Records for the task section start

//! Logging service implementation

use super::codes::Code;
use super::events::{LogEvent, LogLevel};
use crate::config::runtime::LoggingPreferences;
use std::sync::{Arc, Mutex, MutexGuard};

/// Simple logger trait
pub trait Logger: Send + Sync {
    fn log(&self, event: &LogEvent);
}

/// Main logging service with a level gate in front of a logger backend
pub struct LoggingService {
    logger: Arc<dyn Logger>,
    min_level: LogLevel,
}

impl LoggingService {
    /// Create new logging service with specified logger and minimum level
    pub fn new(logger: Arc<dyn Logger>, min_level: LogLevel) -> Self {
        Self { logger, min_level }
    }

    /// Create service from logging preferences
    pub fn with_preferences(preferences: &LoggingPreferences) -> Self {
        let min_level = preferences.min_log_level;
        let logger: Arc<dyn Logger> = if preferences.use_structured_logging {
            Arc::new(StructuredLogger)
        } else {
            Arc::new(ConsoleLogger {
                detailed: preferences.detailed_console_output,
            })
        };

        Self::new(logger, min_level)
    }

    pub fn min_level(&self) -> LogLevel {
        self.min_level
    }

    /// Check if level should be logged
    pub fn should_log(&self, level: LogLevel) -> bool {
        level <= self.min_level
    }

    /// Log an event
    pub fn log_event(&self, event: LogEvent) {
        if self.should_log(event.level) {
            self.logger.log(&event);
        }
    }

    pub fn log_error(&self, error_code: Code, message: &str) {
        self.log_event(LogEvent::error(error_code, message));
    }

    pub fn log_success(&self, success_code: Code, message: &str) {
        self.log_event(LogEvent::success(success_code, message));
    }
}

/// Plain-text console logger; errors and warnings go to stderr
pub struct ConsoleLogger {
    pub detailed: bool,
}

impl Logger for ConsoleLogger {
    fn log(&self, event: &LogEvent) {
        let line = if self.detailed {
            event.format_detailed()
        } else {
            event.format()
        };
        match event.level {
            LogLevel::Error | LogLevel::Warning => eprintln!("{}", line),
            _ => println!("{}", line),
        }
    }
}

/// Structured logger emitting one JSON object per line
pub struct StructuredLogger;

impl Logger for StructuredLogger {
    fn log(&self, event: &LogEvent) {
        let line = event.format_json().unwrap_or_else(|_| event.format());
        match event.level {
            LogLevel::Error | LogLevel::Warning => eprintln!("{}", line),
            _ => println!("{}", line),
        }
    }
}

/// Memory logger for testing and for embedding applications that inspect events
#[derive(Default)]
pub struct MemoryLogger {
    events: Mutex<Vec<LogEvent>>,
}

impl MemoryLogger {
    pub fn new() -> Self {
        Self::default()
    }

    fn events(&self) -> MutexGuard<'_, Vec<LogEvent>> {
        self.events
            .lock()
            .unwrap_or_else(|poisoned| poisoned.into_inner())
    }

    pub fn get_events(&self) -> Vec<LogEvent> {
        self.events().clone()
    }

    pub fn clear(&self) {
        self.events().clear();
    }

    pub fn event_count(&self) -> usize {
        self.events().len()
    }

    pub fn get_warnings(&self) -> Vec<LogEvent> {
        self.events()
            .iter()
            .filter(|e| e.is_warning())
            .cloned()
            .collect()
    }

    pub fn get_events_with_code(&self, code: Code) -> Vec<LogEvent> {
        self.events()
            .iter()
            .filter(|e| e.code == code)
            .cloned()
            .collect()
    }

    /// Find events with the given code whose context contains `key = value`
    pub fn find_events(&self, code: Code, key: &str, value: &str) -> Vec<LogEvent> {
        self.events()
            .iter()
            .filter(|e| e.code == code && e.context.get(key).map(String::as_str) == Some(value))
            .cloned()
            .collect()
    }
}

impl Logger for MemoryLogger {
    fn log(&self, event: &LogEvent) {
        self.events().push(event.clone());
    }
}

Records for the task section end

- **Work request**:
Each and every entry needs to be repeated exactly.

- **Response to this task**:
//! Logging service implementation

use super::codes::Code;
use super::events::{LogEvent, LogLevel};
use crate::config::runtime::LoggingPreferences;
use std::sync::{Arc, Mutex, MutexGuard};

/// Simple logger trait
pub trait Logger: Send + Sync {
    fn log(&self, event: &LogEvent);
}

/// Main logging service with a level gate in front of a logger backend
pub struct LoggingService {
    logger: Arc<dyn Logger>,
    min_level: LogLevel,
}

impl LoggingService {
    /// Create new logging service with specified logger and minimum level
    pub fn new(logger: Arc<dyn Logger>, min_level: LogLevel) -> Self {
        Self { logger, min_level }
    }

    /// Create service from logging preferences
    pub fn with_preferences(preferences: &LoggingPreferences) -> Self {
        let min_level = preferences.min_log_level;
        let logger: Arc<dyn Logger> = if preferences.use_structured_logging {
            Arc::new(StructuredLogger)
        } else {
            Arc::new(ConsoleLogger {
                detailed: preferences.detailed_console_output,
            })
        };

        Self::new(logger, min_level)
    }

    pub fn min_level(&self) -> LogLevel {
        self.min_level
    }

    /// Check if level should be logged
    pub fn should_log(&self, level: LogLevel) -> bool {
        level <= self.min_level
    }

    /// Log an event
    pub fn log_event(&self, event: LogEvent) {
        if self.should_log(event.level) {
            self.logger.log(&event);
        }
    }

    pub fn log_error(&self, error_code: Code, message: &str) {
        self.log_event(LogEvent::error(error_code, message));
    }

    pub fn log_success(&self, success_code: Code, message: &str) {
        self.log_event(LogEvent::success(success_code, message));
    }
}

/// Plain-text console logger; errors and warnings go to stderr
pub struct ConsoleLogger {
    pub detailed: bool,
}

impl Logger for ConsoleLogger {
    fn log(&self, event: &LogEvent) {
        let line = if self.detailed {
            event.format_detailed()
        } else {
            event.format()
        };
        match event.level {
            LogLevel::Error | LogLevel::Warning => eprintln!("{}", line),
            _ => println!("{}", line),
        }
    }
}

/// Structured logger emitting one JSON object per line
pub struct StructuredLogger;

impl Logger for StructuredLogger {
    fn log(&self, event: &LogEvent) {
        let line = event.format_json().unwrap_or_else(|_| event.format());
        match event.level {
            LogLevel::Error | LogLevel::Warning => eprintln!("{}", line),
            _ => println!("{}", line),
        }
    }
}

/// Memory logger for testing and for embedding applications that inspect events
#[derive(Default)]
pub struct MemoryLogger {
    events: Mutex<Vec<LogEvent>>,
}

impl MemoryLogger {
    pub fn new() -> Self {
        Self::default()
    }

    fn events(&self) -> MutexGuard<'_, Vec<LogEvent>> {
        self.events
            .lock()
            .unwrap_or_else(|poisoned| poisoned.into_inner())
    }

    pub fn get_events(&self) -> Vec<LogEvent> {
        self.events().clone()
    }

    pub fn clear(&self) {
        self.events().clear();
    }

    pub fn event_count(&self) -> usize {
        self.events().len()
    }

    pub fn get_warnings(&self) -> Vec<LogEvent> {
        self.events()
            .iter()
            .filter(|e| e.is_warning())
            .cloned()
            .collect()
    }

    pub fn get_events_with_code(&self, code: Code) -> Vec<LogEvent> {
        self.events()
            .iter()
            .filter(|e| e.code == code)
            .cloned()
            .collect()
    }

    /// Find events with the given code whose context contains `key = value`
    pub fn find_events(&self, code: Code, key: &str, value: &str) -> Vec<LogEvent> {
        self.events()
            .iter()
            .filter(|e| e.code == code && e.context.get(key).map(String::as_str) == Some(value))
            .cloned()
            .collect()
    }
}

impl Logger for MemoryLogger {
    fn log(&self, event: &LogEvent) {
        self.events().push(event.clone());
    }
}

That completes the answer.